This book was so weird! And yet, I liked it more than I liked her first book, which I just never gelled with. I’m not sure that I liked every bit of this book (hated some of it, actually) but overall it was interesting.
It takes place on a tidally locked planet (a planet that doesn’t spin on its axis, so that one side is always in dark and the other in light). The planet is called January, and humans migrated there hundreds of years before on a generation ship. They have inhabited the only place on the planet that is livable: the prime meridian. The night side is too cold, and the day would boil any human alive.
There are two narrators: Sophie, a resident of the highly regulated city Xiosphant; and Mouth, a smuggler whose crew moves goods through the dangerous landscape between Xiosphant and rival city Argelo, the city that never sleeps. Sophie, who is meek and taciturn, is thrown out into the cold night by the city’s authorities, but instead of dying is saved by and makes friends with the planet’s alien inhabitants. Mouth wanders the hostile planet trying to find meaning, after the death of the nomads that raised her.

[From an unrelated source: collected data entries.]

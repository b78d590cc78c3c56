//! Error kinds for the bridge session service (spec §7).

use thiserror::Error;

#[derive(Debug, Error)]
pub enum BridgeError {
    #[error("protocol framing error: {0}")]
    ProtocolFraming(#[from] rvoip_bridge_wire::WireError),

    #[error("transport closed: {0}")]
    TransportClosed(String),

    #[error("codec mismatch: {0}")]
    CodecMismatch(String),

    #[error("AI transport error: {0}")]
    Transport(String),

    #[error("tool invocation failed: {0}")]
    ToolInvocationFailure(String),

    #[error("media error: {0}")]
    Media(#[from] rvoip_bridge_media::MediaError),

    #[error("codec error: {0}")]
    Codec(#[from] rvoip_bridge_codec::CodecError),

    #[error("I/O error: {0}")]
    Io(#[from] std::io::Error),

    #[error("malformed AI event: {0}")]
    MalformedEvent(#[from] serde_json::Error),
}

pub type Result<T> = std::result::Result<T, BridgeError>;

I won’t spoil anything from there. I’m just going to end this review of very weird but ultimately likable book by stating the thing that I liked best about it, and the thing I hated the most. The thing I liked best were the Gelet, the alien natives of January, who live on the night side, and have a really, really interesting culture and way of life. The thing that I hated the most was Bianca, Sophie’s friend from college, and the person Sophie inexplicably loves the most in the world. She is extremely unlikable. Selfish. Petty. Vain. And it made me think less of Sophie the entire book that she loved Bianca so much.
Glad I read this one, will keep reading her books. She seems to like to change things up. This book was incredibly different from her first one. I’m curious to see what she comes up with next.